Frequently Asked Questions

Is any of the funeral advice on Nairaland accurate?

Some of it is accurate — for the specific state, ethnic group, and circumstances the poster describes. The problem is that posts rarely specify these constraints, and readers assume the advice is universal. For any single-state, single-ethnic-group experience shared on Nairaland, verify it against the statutory framework and your specific customary system before acting on it.

Where can I find reliable information about Nigerian probate?

The most reliable sources are: the text of the Administration of Estates Law for your state, the State High Court Probate Registry (in person or via the LAPRS portal for Lagos), and structured guides that cover the full process across all states. The Guide to Funeral Customs and Burial Rights in Nigeria consolidates all of these into one sequential roadmap.

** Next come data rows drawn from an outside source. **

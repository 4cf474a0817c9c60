use std::time::Duration;

use anyhow::Context;
use serde::{Deserialize, Serialize};

use super::prompts::{render_section_prompt, DEFAULT_SECTION_PROMPT_TEXT};
use super::SectionContentProvider;
use crate::error::GenerationError;

pub const DEFAULT_ENDPOINT: &str = "https://generativelanguage.googleapis.com/v1beta";
pub const DEFAULT_MODEL: &str = "gemini-1.5-pro";

#[derive(Clone)]
pub struct GeminiConfig {
    pub api_key: String,
    pub endpoint: String,
    pub model: String,
    pub temperature: f32,
    pub max_output_tokens: u32,
    pub timeout: Duration,
    pub prompt_template: String,
}

impl GeminiConfig {
    pub fn new(api_key: impl Into<String>) -> Self {
        Self {
            api_key: api_key.into(),
            endpoint: DEFAULT_ENDPOINT.to_string(),
            model: DEFAULT_MODEL.to_string(),
            temperature: 0.2,
            max_output_tokens: 800,
            timeout: Duration::from_secs(120),
            prompt_template: DEFAULT_SECTION_PROMPT_TEXT.to_string(),
        }
    }

    /// `{endpoint}/models/{model}:generateContent`; accepts `models/`-prefixed names.
    pub fn generate_url(&self) -> String {
        let model = self.model.trim().trim_start_matches("models/");
        format!(
            "{}/models/{model}:generateContent",
            self.endpoint.trim_end_matches('/')
        )
    }
}

pub struct GeminiClient {
    config: GeminiConfig,
    client: reqwest::blocking::Client,
}

#[derive(Serialize)]
#[serde(rename_all = "camelCase")]
struct GenerateRequest<'a> {
    contents: Vec<Content<'a>>,
    generation_config: GenerationConfig,
}

#[derive(Serialize)]
struct Content<'a> {
    role: &'a str,
    parts: Vec<RequestPart<'a>>,
}

#[derive(Serialize)]
struct RequestPart<'a> {
    text: &'a str,
}

#[derive(Serialize)]
#[serde(rename_all = "camelCase")]
struct GenerationConfig {
    temperature: f32,
    max_output_tokens: u32,
}

#[derive(Deserialize)]
#[serde(rename_all = "camelCase")]
struct GenerateResponse {
    #[serde(default)]
    candidates: Vec<Candidate>,
    prompt_feedback: Option<PromptFeedback>,
}

#[derive(Deserialize)]
#[serde(rename_all = "camelCase")]
struct Candidate {
    content: Option<CandidateContent>,
    finish_reason: Option<String>,
}

#[derive(Deserialize)]
struct CandidateContent {
    #[serde(default)]
    parts: Vec<ResponsePart>,
}

#[derive(Deserialize)]
struct ResponsePart {
    text: Option<String>,
}

#[derive(Deserialize)]
#[serde(rename_all = "camelCase")]
struct PromptFeedback {
    block_reason: Option<String>,
}

impl GeminiClient {
    pub fn new(config: GeminiConfig) -> anyhow::Result<Self> {
        let client = reqwest::blocking::Client::builder()
            .timeout(config.timeout)
            .build()
            .context("build http client")?;
        Ok(Self { config, client })
    }

    pub fn render_prompt(&self, description: &str, section: &str) -> String {
        render_section_prompt(&self.config.prompt_template, description, section)
    }

    fn request_body<'a>(&self, prompt: &'a str) -> GenerateRequest<'a> {
        GenerateRequest {
            contents: vec![Content {
                role: "user",
                parts: vec![RequestPart { text: prompt }],
            }],
            generation_config: GenerationConfig {
                temperature: self.config.temperature,
                max_output_tokens: self.config.max_output_tokens,
            },
        }
    }
}

impl SectionContentProvider for GeminiClient {
    fn generate(&self, description: &str, section: &str) -> Result<String, GenerationError> {
        let prompt = self.render_prompt(description, section);
        let response = self
            .client
            .post(self.config.generate_url())
            .header("x-goog-api-key", &self.config.api_key)
            .json(&self.request_body(&prompt))
            .send()
            .map_err(|e| GenerationError::Network(e.to_string()))?;

        let status = response.status().as_u16();
        let body = response
            .text()
            .map_err(|e| GenerationError::Network(format!("read body: {e}")))?;
        if !(200..300).contains(&status) {
            return Err(status_error(status, &body));
        }
        extract_text(&body)
    }

    fn prompt_for(&self, description: &str, section: &str) -> Option<String> {
        Some(self.render_prompt(description, section))
    }
}

fn status_error(status: u16, body: &str) -> GenerationError {
    match status {
        401 | 403 => GenerationError::Authentication { status },
        // invalid keys come back as 400 with this reason
        400 if body.contains("API_KEY_INVALID") => GenerationError::Authentication { status },
        429 => GenerationError::Quota,
        _ => GenerationError::Network(format!("HTTP {status}: {}", snippet(body, 300))),
    }
}

/// Concatenated text parts of the first candidate.
fn extract_text(body: &str) -> Result<String, GenerationError> {
    let parsed: GenerateResponse = serde_json::from_str(body)
        .map_err(|e| GenerationError::MalformedResponse(format!("invalid json: {e}")))?;

    let Some(candidate) = parsed.candidates.into_iter().next() else {
        let reason = parsed
            .prompt_feedback
            .and_then(|f| f.block_reason)
            .map(|r| format!("prompt blocked: {r}"))
            .unwrap_or_else(|| "no candidates".to_string());
        return Err(GenerationError::MalformedResponse(reason));
    };

    let text: String = candidate
        .content
        .map(|c| c.parts.into_iter().filter_map(|p| p.text).collect())
        .unwrap_or_default();
    if text.trim().is_empty() {
        let reason = candidate.finish_reason.unwrap_or_else(|| "unknown".to_string());
        return Err(GenerationError::MalformedResponse(format!(
            "candidate has no text (finish reason: {reason})"
        )));
    }
    Ok(text)
}

fn snippet(s: &str, max_chars: usize) -> String {
    let s = s.trim();
    match s.char_indices().nth(max_chars) {
        Some((i, _)) => format!("{}...", &s[..i]),
        None => s.to_string(),
    }
}

#[cfg(test)]
mod tests {
    use super::*;

    #[test]
    fn joins_text_parts_of_first_candidate() {
        let body = r#"{"candidates":[{"content":{"role":"model","parts":[{"text":"First para."},{"text":"\n\nSecond."}]},"finishReason":"STOP"},{"content":{"parts":[{"text":"ignored"}]}}]}"#;
        assert_eq!(extract_text(body).unwrap(), "First para.\n\nSecond.");
    }

    #[test]
    fn missing_text_is_malformed() {
        let blocked = r#"{"promptFeedback":{"blockReason":"SAFETY"}}"#;
        let err = extract_text(blocked).unwrap_err();
        assert!(matches!(&err, GenerationError::MalformedResponse(m) if m.contains("SAFETY")));

        let empty = r#"{"candidates":[{"finishReason":"MAX_TOKENS"}]}"#;
        assert!(matches!(
            extract_text(empty),
            Err(GenerationError::MalformedResponse(m)) if m.contains("MAX_TOKENS")
        ));
        assert!(matches!(
            extract_text("<html>oops</html>"),
            Err(GenerationError::MalformedResponse(_))
        ));
    }

    #[test]
    fn maps_http_status_to_error_kind() {
        assert!(matches!(
            status_error(403, ""),
            GenerationError::Authentication { status: 403 }
        ));
        assert!(matches!(
            status_error(400, r#"{"error":{"details":[{"reason":"API_KEY_INVALID"}]}}"#),
            GenerationError::Authentication { status: 400 }
        ));
        assert!(matches!(status_error(429, ""), GenerationError::Quota));
        assert!(matches!(status_error(503, "busy"), GenerationError::Network(m) if m.contains("503")));
    }

    #[test]
    fn request_uses_config_values() {
        let mut cfg = GeminiConfig::new("k");
        cfg.model = "models/gemini-1.5-flash".into();
        cfg.endpoint = "http://localhost:9/v1beta/".into();
        assert_eq!(
            cfg.generate_url(),
            "http://localhost:9/v1beta/models/gemini-1.5-flash:generateContent"
        );

        let client = GeminiClient::new(cfg).unwrap();
        let prompt = client.render_prompt("A chat bot", "Features");
        assert_eq!(
            client.prompt_for("A chat bot", "Features").as_deref(),
            Some(prompt.as_str())
        );
        let body = serde_json::to_value(client.request_body(&prompt)).unwrap();
        assert_eq!(body["generationConfig"]["maxOutputTokens"], 800);
        let sent = body["contents"][0]["parts"][0]["text"].as_str().unwrap();
        assert!(sent.contains("'Features'") && sent.contains("A chat bot"));
    }

    #[test]
    fn unreachable_endpoint_is_network_error() {
        let mut cfg = GeminiConfig::new("k");
        cfg.endpoint = "http://127.0.0.1:9".into();
        cfg.timeout = Duration::from_secs(2);
        let client = GeminiClient::new(cfg).unwrap();
        assert!(matches!(
            client.generate("d", "Abstract"),
            Err(GenerationError::Network(_))
        ));
    }
}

What should I do if I already followed wrong advice?

If you filed an incorrect probate application, contact the Probate Registry to understand the rejection reason and refile. If you attempted to access bank accounts using a "Next of Kin" letter and were turned away, the correct path is to file for a Grant of Probate or Letters of Administration. If you missed the 7-day NPC registration window, apply through the late filing process — it is slower and costs more, but the death can still be registered.

Is a printed guide better than a free government website?

Government websites provide forms and office locations but no troubleshooting, no customary law context, and no explanation of the common mistakes that cause rejections. A comprehensive guide fills the gap between "here is the form" and "here is how to fill it out correctly the first time, given your specific situation."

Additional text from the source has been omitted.